In a CDH 6.3.2 cluster have an Anaconda parcel distributed and activated, which of course has the numpy module installed. However the Spark nodes seem to ignore the CDH configuration and keep using the system wide Python from /usr/bin/python.
Nevertheless I have installed numpy in system wide Python across all cluster nodes.
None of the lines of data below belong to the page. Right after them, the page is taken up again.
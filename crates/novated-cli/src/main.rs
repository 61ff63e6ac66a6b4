mod commands;
mod input;
mod output;

use clap::{Parser, Subcommand, ValueEnum};
use colored::Colorize;
use std::process;

use commands::compare::CompareArgs;
use commands::payment::PaymentArgs;

/// Novated lease vs. buy cost comparison
#[derive(Parser)]
#[command(
    name = "nlc",
    version,
    about = "Compare the cost of a novated lease, cash purchase and car loan",
    long_about = "Projects the monthly and total cost of acquiring a vehicle via a \
                  salary-sacrificed novated lease, an outright cash purchase, or a \
                  standard amortizing loan, with decimal precision, and ranks the \
                  cheapest option over the comparison term."
)]
struct Cli {
    #[command(subcommand)]
    command: Commands,

    /// Output format
    #[arg(long, default_value = "json", global = true)]
    output: OutputFormat,
}

#[derive(Subcommand)]
enum Commands {
    /// Compare lease, outright and loan over the same term
    Compare(CompareArgs),
    /// Project the novated lease scenario only
    Lease(CompareArgs),
    /// Project the outright purchase scenario only
    Outright(CompareArgs),
    /// Project the loan scenario only
    Loan(CompareArgs),
    /// Raw amortized payment lookup
    Payment(PaymentArgs),
    /// Print version information
    Version,
}

#[derive(Debug, Clone, ValueEnum)]
pub enum OutputFormat {
    Json,
    Table,
    Csv,
    Minimal,
}

fn main() {
    let cli = Cli::parse();

    let result: Result<serde_json::Value, Box<dyn std::error::Error>> = match cli.command {
        Commands::Compare(args) => commands::compare::run_compare(args),
        Commands::Lease(args) => commands::compare::run_lease(args),
        Commands::Outright(args) => commands::compare::run_outright(args),
        Commands::Loan(args) => commands::compare::run_loan(args),
        Commands::Payment(args) => commands::payment::run_payment(args),
        Commands::Version => {
            println!("nlc {}", env!("CARGO_PKG_VERSION"));
            return;
        }
    };

    match result {
        Ok(value) => {
            output::format_output(&cli.output, &value);
            process::exit(0);
        }
        Err(e) => {
            eprintln!("{}: {}", "error".red().bold(), e);
            process::exit(1);
        }
    }
}
use serde_json::Value;
use std::io;

/// Write output as CSV to stdout.
///
/// A full comparison produces one row per scenario; anything else falls
/// back to two-column field/value rows.
pub fn print_csv(value: &Value) {
    let stdout = io::stdout();
    let mut wtr = csv::Writer::from_writer(stdout.lock());

    if let Some(result) = super::comparison_result(value) {
        let _ = wtr.write_record(["scenario", "monthly", "total"]);
        for key in ["lease", "outright", "loan"] {
            if let Some(Value::Object(scenario)) = result.get(key) {
                let _ = wtr.write_record([
                    key.to_string(),
                    field_string(scenario, "monthly"),
                    field_string(scenario, "total"),
                ]);
            }
        }
    } else if let Value::Object(map) = value {
        let _ = wtr.write_record(["field", "value"]);
        for (key, val) in map {
            if key == "details" {
                if let Value::Object(details) = val {
                    for (field, detail) in details {
                        let _ = wtr.write_record([field.clone(), format_csv_value(detail)]);
                    }
                    continue;
                }
            }
            let _ = wtr.write_record([key.clone(), format_csv_value(val)]);
        }
    } else {
        let _ = wtr.write_record([&format_csv_value(value)]);
    }

    let _ = wtr.flush();
}

fn field_string(map: &serde_json::Map<String, Value>, key: &str) -> String {
    map.get(key).map(format_csv_value).unwrap_or_default()
}

fn format_csv_value(value: &Value) -> String {
    match value {
        Value::String(s) => s.clone(),
        Value::Number(n) => n.to_string(),
        Value::Bool(b) => b.to_string(),
        Value::Null => String::new(),
        _ => serde_json::to_string(value).unwrap_or_default(),
    }
}
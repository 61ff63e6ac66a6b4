//! Level-payment amortization with and without a balloon residual.
//!
//! Both entry points are pure functions over `principal >= 0`,
//! `months >= 1`, `annual_rate >= 0`, `0 <= residual <= principal`.
//! Out-of-domain inputs are a caller validation concern (`compare`
//! validates before calling in).

use rust_decimal::Decimal;
use rust_decimal_macros::dec;

use crate::types::{Money, Rate};

const MONTHS_PER_YEAR: Decimal = dec!(12);

/// Compute (1 + r)^n via iterative multiplication (avoids Decimal::powd drift).
pub(crate) fn compound(rate: Rate, n: u32) -> Decimal {
    let mut result = Decimal::ONE;
    let factor = Decimal::ONE + rate;
    for _ in 0..n {
        result *= factor;
    }
    result
}

/// Level monthly payment amortizing `principal` over `months` at the given
/// annual rate, with `residual` left owing as a lump sum at term end.
///
/// The residual is discounted back to present value at the monthly rate and
/// subtracted from the principal before applying the annuity formula, so the
/// payment stream amortizes only the portion not covered by the balloon.
pub fn payment_with_residual(
    principal: Money,
    annual_rate: Rate,
    months: u32,
    residual: Money,
) -> Money {
    if months == 0 {
        return Money::ZERO;
    }

    let monthly_rate = annual_rate / MONTHS_PER_YEAR;

    // Zero-rate: linear amortization, no discounting
    if monthly_rate.is_zero() {
        return (principal - residual) / Decimal::from(months);
    }

    let growth = compound(monthly_rate, months);
    let residual_pv = residual / growth;
    let amortized = principal - residual_pv;

    amortized * monthly_rate / (Decimal::ONE - Decimal::ONE / growth)
}

/// Level monthly payment with no residual owing at term end.
pub fn payment_no_residual(principal: Money, annual_rate: Rate, months: u32) -> Money {
    payment_with_residual(principal, annual_rate, months, Money::ZERO)
}

#[cfg(test)]
mod tests {
    use super::*;
    use rust_decimal_macros::dec;

    #[test]
    fn test_zero_rate_is_linear() {
        assert_eq!(payment_no_residual(dec!(48000), dec!(0), 48), dec!(1000));
        assert_eq!(
            payment_with_residual(dec!(48000), dec!(0), 48, dec!(24000)),
            dec!(500)
        );
    }

    #[test]
    fn test_zero_residual_degenerates() {
        let with = payment_with_residual(dec!(58500), dec!(0.085), 48, dec!(0));
        let without = payment_no_residual(dec!(58500), dec!(0.085), 48);
        assert_eq!(with, without);
    }

    #[test]
    fn test_reference_payment() {
        // 58500 at 8.5% over 48 months with 24375 balloon => ~1013.78
        let pmt = payment_with_residual(dec!(58500), dec!(0.085), 48, dec!(24375));
        assert!(
            (pmt - dec!(1013.78)).abs() < dec!(0.01),
            "Expected ~1013.78, got {}",
            pmt
        );
    }

    #[test]
    fn test_no_residual_reference_payment() {
        // 65000 at 8.5% over 48 months => ~1602.14
        let pmt = payment_no_residual(dec!(65000), dec!(0.085), 48);
        assert!(
            (pmt - dec!(1602.14)).abs() < dec!(0.01),
            "Expected ~1602.14, got {}",
            pmt
        );
    }

    #[test]
    fn test_higher_residual_lowers_payment() {
        let low = payment_with_residual(dec!(58500), dec!(0.085), 48, dec!(10000));
        let high = payment_with_residual(dec!(58500), dec!(0.085), 48, dec!(30000));
        assert!(high < low);
    }

    #[test]
    fn test_zero_principal_zero_payment() {
        assert_eq!(payment_no_residual(dec!(0), dec!(0.085), 48), dec!(0));
    }

    #[test]
    fn test_zero_months_guard() {
        assert_eq!(payment_no_residual(dec!(1000), dec!(0.05), 0), dec!(0));
        assert_eq!(payment_no_residual(dec!(1000), dec!(0), 0), dec!(0));
    }

    #[test]
    fn test_compound_growth() {
        // (1.01)^12 ~ 1.126825
        let g = compound(dec!(0.01), 12);
        assert!((g - dec!(1.126825)).abs() < dec!(0.000001), "got {}", g);
    }
}
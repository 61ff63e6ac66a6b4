use rust_decimal::Decimal;
use serde::{Deserialize, Serialize};
use std::collections::BTreeMap;

/// All monetary values. Wraps Decimal to prevent accidental f64 usage.
pub type Money = Decimal;

/// Rates expressed as decimals (0.085 = 8.5%). Never as percentages.
pub type Rate = Decimal;

/// The three acquisition scenarios being compared.
#[derive(Debug, Clone, Copy, PartialEq, Eq, Serialize, Deserialize)]
pub enum ScenarioKind {
    Lease,
    Outright,
    Loan,
}

impl ScenarioKind {
    pub fn as_str(&self) -> &'static str {
        match self {
            ScenarioKind::Lease => "lease",
            ScenarioKind::Outright => "outright",
            ScenarioKind::Loan => "loan",
        }
    }
}

/// Normalized cost projection for a single scenario.
///
/// `monthly` is the steady-state recurring cost over the comparison horizon;
/// `total` is the all-in cost over the full term including any lump sum due
/// at the end. `details` carries the intermediate figures for a breakdown
/// display, keyed deterministically.
#[derive(Debug, Clone, Serialize, Deserialize)]
pub struct ScenarioProjection {
    pub scenario: ScenarioKind,
    pub monthly: Money,
    pub total: Money,
    pub details: BTreeMap<String, Money>,
}

/// How the lease residual percentage is obtained.
#[derive(Debug, Clone, Serialize, Deserialize)]
pub enum ResidualPolicy {
    /// Residual as an explicit fraction of the vehicle price (0.375 = 37.5%).
    Explicit(Rate),
    /// Looked up from the minimum-residual table by rounded lease term.
    DerivedFromTerm,
}

/// How the marginal tax rate is obtained.
#[derive(Debug, Clone, Serialize, Deserialize)]
pub enum TaxPolicy {
    /// Explicit marginal rate as a decimal (0.37 = 37%).
    Explicit(Rate),
    /// Derived from annual income via the bracket table.
    DerivedFromIncome(Money),
}

/// Opportunity-cost modelling for capital tied up (outright) or retained (loan).
#[derive(Debug, Clone, Serialize, Deserialize)]
pub enum OpportunityCostPolicy {
    /// No opportunity-cost adjustment.
    None,
    /// Compound growth at the given annual savings rate.
    Compounding(Rate),
}

/// How the loan amortization horizon is chosen.
#[derive(Debug, Clone, Serialize, Deserialize)]
pub enum LoanTermPolicy {
    /// Loan term forced equal to the lease term.
    MatchLease,
    /// Independent loan term in years.
    Independent(Decimal),
}

/// Standard computation output envelope
#[derive(Debug, Clone, Serialize, Deserialize)]
pub struct ComputationOutput<T: Serialize> {
    pub result: T,
    pub methodology: String,
    pub assumptions: serde_json::Value,
    pub warnings: Vec<String>,
    pub metadata: ComputationMetadata,
}

/// Metadata for every computation
#[derive(Debug, Clone, Serialize, Deserialize)]
pub struct ComputationMetadata {
    pub version: String,
    pub computation_time_us: u64,
    pub precision: String,
}

/// Helper to wrap computation results with metadata
pub fn with_metadata<T: Serialize>(
    methodology: &str,
    assumptions: &impl Serialize,
    warnings: Vec<String>,
    elapsed_us: u64,
    result: T,
) -> ComputationOutput<T> {
    ComputationOutput {
        result,
        methodology: methodology.to_string(),
        assumptions: serde_json::to_value(assumptions).unwrap_or_default(),
        warnings,
        metadata: ComputationMetadata {
            version: env!("CARGO_PKG_VERSION").to_string(),
            computation_time_us: elapsed_us,
            precision: "rust_decimal_128bit".to_string(),
        },
    }
}
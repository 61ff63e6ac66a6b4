use clap::Args;
use rust_decimal::Decimal;
use serde_json::{json, Value};

use novated_core::payment;

/// Arguments for a raw amortized payment lookup
#[derive(Args)]
pub struct PaymentArgs {
    /// Amount financed
    #[arg(long)]
    pub principal: Decimal,

    /// Annual interest rate (e.g. 0.085 for 8.5%)
    #[arg(long)]
    pub rate: Decimal,

    /// Term in months
    #[arg(long)]
    pub months: u32,

    /// Balloon residual due at term end
    #[arg(long, default_value = "0")]
    pub residual: Decimal,
}

pub fn run_payment(args: PaymentArgs) -> Result<Value, Box<dyn std::error::Error>> {
    if args.months == 0 {
        return Err("--months must be at least 1".into());
    }
    if args.principal < Decimal::ZERO || args.rate < Decimal::ZERO {
        return Err("--principal and --rate must be non-negative".into());
    }
    if args.residual < Decimal::ZERO || args.residual > args.principal {
        return Err("--residual must be between 0 and the principal".into());
    }

    let monthly = payment::payment_with_residual(
        args.principal,
        args.rate,
        args.months,
        args.residual,
    );
    let total = monthly * Decimal::from(args.months) + args.residual;

    Ok(json!({
        "payment": monthly.to_string(),
        "total_paid": total.to_string(),
        "principal": args.principal.to_string(),
        "annual_rate": args.rate.to_string(),
        "months": args.months,
        "residual": args.residual.to_string(),
    }))
}

#[cfg(test)]
mod tests {
    use super::*;
    use rust_decimal_macros::dec;

    #[test]
    fn test_payment_zero_rate() {
        let args = PaymentArgs {
            principal: dec!(48000),
            rate: dec!(0),
            months: 48,
            residual: dec!(0),
        };
        let value = run_payment(args).unwrap();
        assert_eq!(value["payment"], json!("1000"));
    }

    #[test]
    fn test_payment_rejects_zero_months() {
        let args = PaymentArgs {
            principal: dec!(48000),
            rate: dec!(0.05),
            months: 0,
            residual: dec!(0),
        };
        assert!(run_payment(args).is_err());
    }

    #[test]
    fn test_payment_rejects_residual_above_principal() {
        let args = PaymentArgs {
            principal: dec!(10000),
            rate: dec!(0.05),
            months: 12,
            residual: dec!(20000),
        };
        assert!(run_payment(args).is_err());
    }
}
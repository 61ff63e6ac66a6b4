use thiserror::Error;

#[derive(Debug, Error)]
pub enum NovatedError {
    #[error("Invalid input: {field} — {reason}")]
    InvalidInput { field: String, reason: String },

    #[error("Serialization error: {0}")]
    SerializationError(String),
}

impl From<serde_json::Error> for NovatedError {
    fn from(e: serde_json::Error) -> Self {
        NovatedError::SerializationError(e.to_string())
    }
}
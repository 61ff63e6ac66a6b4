//! Salary-sacrificed (novated) lease projection.
//!
//! The financed principal is the vehicle price net of the upfront GST
//! saving. The lease payment amortizes that principal down to the residual,
//! and the whole pre-tax bundle (payment + running costs + provider fees)
//! is salary-sacrificed, so the net cost is the bundle times one minus the
//! marginal rate. The residual is paid post-tax at lease end.

use rust_decimal::Decimal;
use rust_decimal_macros::dec;

use crate::compare::ComparisonInput;
use crate::payment::payment_with_residual;
use crate::types::{Money, Rate, ScenarioKind, ScenarioProjection};

use std::collections::BTreeMap;

const MONTHS_PER_YEAR: Decimal = dec!(12);

/// Project the net-of-tax monthly and total cost of a novated lease.
pub fn project_lease(
    input: &ComparisonInput,
    months: u32,
    residual_rate: Rate,
    tax_rate: Rate,
) -> ScenarioProjection {
    let residual = input.vehicle_price * residual_rate;
    let gst_saving = input.vehicle_price * input.gst_rate;
    let financed = input.vehicle_price - gst_saving;

    let lease_payment = payment_with_residual(financed, input.lease_rate, months, residual);
    let running_monthly = input.running_costs_annual / MONTHS_PER_YEAR;
    let fees_monthly = input.provider_fees_annual / MONTHS_PER_YEAR;

    let pre_tax_monthly = lease_payment + running_monthly + fees_monthly;
    let net_monthly = pre_tax_monthly * (Decimal::ONE - tax_rate);

    // Residual is a post-tax lump sum, never tax-adjusted
    let total = net_monthly * Decimal::from(months) + residual;

    let mut details: BTreeMap<String, Money> = BTreeMap::new();
    details.insert("lease_payment".into(), lease_payment);
    details.insert("running_cost_monthly".into(), running_monthly);
    details.insert("provider_fees_monthly".into(), fees_monthly);
    details.insert("residual_value".into(), residual);
    details.insert("gst_saving".into(), gst_saving);
    details.insert("residual_rate".into(), residual_rate);
    details.insert("tax_rate".into(), tax_rate);

    ScenarioProjection {
        scenario: ScenarioKind::Lease,
        monthly: net_monthly,
        total,
        details,
    }
}

#[cfg(test)]
mod tests {
    use super::*;
    use crate::types::{LoanTermPolicy, OpportunityCostPolicy, ResidualPolicy, TaxPolicy};
    use rust_decimal_macros::dec;

    fn reference_input() -> ComparisonInput {
        ComparisonInput {
            vehicle_price: dec!(65000),
            lease_term_years: dec!(4),
            lease_rate: dec!(0.085),
            loan_rate: dec!(0.085),
            running_costs_annual: dec!(5500),
            provider_fees_annual: dec!(400),
            gst_rate: dec!(0.1),
            residual: ResidualPolicy::Explicit(dec!(0.375)),
            tax: TaxPolicy::Explicit(dec!(0.37)),
            opportunity_cost: OpportunityCostPolicy::None,
            loan_term: LoanTermPolicy::MatchLease,
        }
    }

    #[test]
    fn test_reference_lease_chain() {
        let input = reference_input();
        let result = project_lease(&input, 48, dec!(0.375), dec!(0.37));

        assert_eq!(result.details["residual_value"], dec!(24375.000));
        assert_eq!(result.details["gst_saving"], dec!(6500.0));
        assert!(
            (result.details["lease_payment"] - dec!(1013.78)).abs() < dec!(0.01),
            "Expected lease payment ~1013.78, got {}",
            result.details["lease_payment"]
        );
        assert!(
            (result.monthly - dec!(948.43)).abs() < dec!(0.01),
            "Expected net monthly ~948.43, got {}",
            result.monthly
        );
        assert!(
            (result.total - dec!(69899.70)).abs() < dec!(0.01),
            "Expected total ~69899.70, got {}",
            result.total
        );
    }

    #[test]
    fn test_zero_costs_zero_tax_reduces_to_raw_payment() {
        let mut input = reference_input();
        input.running_costs_annual = dec!(0);
        input.provider_fees_annual = dec!(0);
        let result = project_lease(&input, 48, dec!(0.375), dec!(0));

        assert_eq!(result.monthly, result.details["lease_payment"]);
    }

    #[test]
    fn test_higher_tax_rate_lowers_net_cost() {
        let input = reference_input();
        let low = project_lease(&input, 48, dec!(0.375), dec!(0.16));
        let high = project_lease(&input, 48, dec!(0.375), dec!(0.45));
        assert!(high.monthly < low.monthly);
        assert!(high.total < low.total);
    }

    #[test]
    fn test_running_costs_are_monthly_shares() {
        let input = reference_input();
        let result = project_lease(&input, 48, dec!(0.375), dec!(0.37));
        assert!(
            (result.details["running_cost_monthly"] - dec!(458.33)).abs() < dec!(0.01)
        );
        assert!(
            (result.details["provider_fees_monthly"] - dec!(33.33)).abs() < dec!(0.01)
        );
    }
}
However I still experience the "ImportError: No module named numpy".
Would appreciate any further advice how to solve the problem.
Here is the error extracted from a Jupyter notebook output:
Py4JJavaError: An error occurred while calling z:org.apache.spark.api.python.PythonRDD.runJob.
: org.apache.spark.SparkException: Job aborted due to stage failure:
Aborting TaskSet 1.0 because task 0 (partition 0)
cannot run anywhere due to node and executor blacklist.
Most recent failure:
Lost task 0.0 in stage 1.0 (TID 1, blc-worker-03.novalocal, executor 2): org.apache.spark.api.python.PythonException: Traceback (most recent call last):
File "/opt/cloudera/parcels/CDH-6.3.2-1.cdh6.3.2.p0.1605554/lib/spark/python/pyspark/worker.py", line 359, in main
func, profiler, deserializer, serializer = read_command(pickleSer, infile)
File "/opt/cloudera/parcels/CDH-6.3.2-1.cdh6.3.2.p0.1605554/lib/spark/python/pyspark/worker.py", line 64, in read_command
command = serializer._read_with_length(file)
File "/opt/cloudera/parcels/CDH-6.3.2-1.cdh6.3.2.p0.1605554/lib/spark/python/pyspark/serializers.py", line 172, in _read_with_length
File "/opt/cloudera/parcels/CDH-6.3.2-1.cdh6.3.2.p0.1605554/lib/spark/python/pyspark/serializers.py", line 580, in loads
File "/opt/cloudera/parcels/CDH-6.3.2-1.cdh6.3.2.p0.1605554/lib/spark/python/pyspark/mllib/__init__.py", line 28, in <module>
ImportError: No module named numpy
Actually on a clean CentOS 7.6 a simple pip install numpy does not work – the command returns RuntimeError:Python version >=3.6 required. Had to upgrade pip first, change default permission mask (if installed system wide by root, otherwise the installed numpy package is not readable by non-root users), and only then install numpy:
Nonetheless this workaround is not scalable (it should be managed/solved cluster wise from Cloudera Manager, not command line), and in contrast to Python/pip best practices (as pip should not be used for system wide (root) package installations). Hence still looking for a solution, how to make the PySpark script to use the Anaconda Python on the cluster nodes.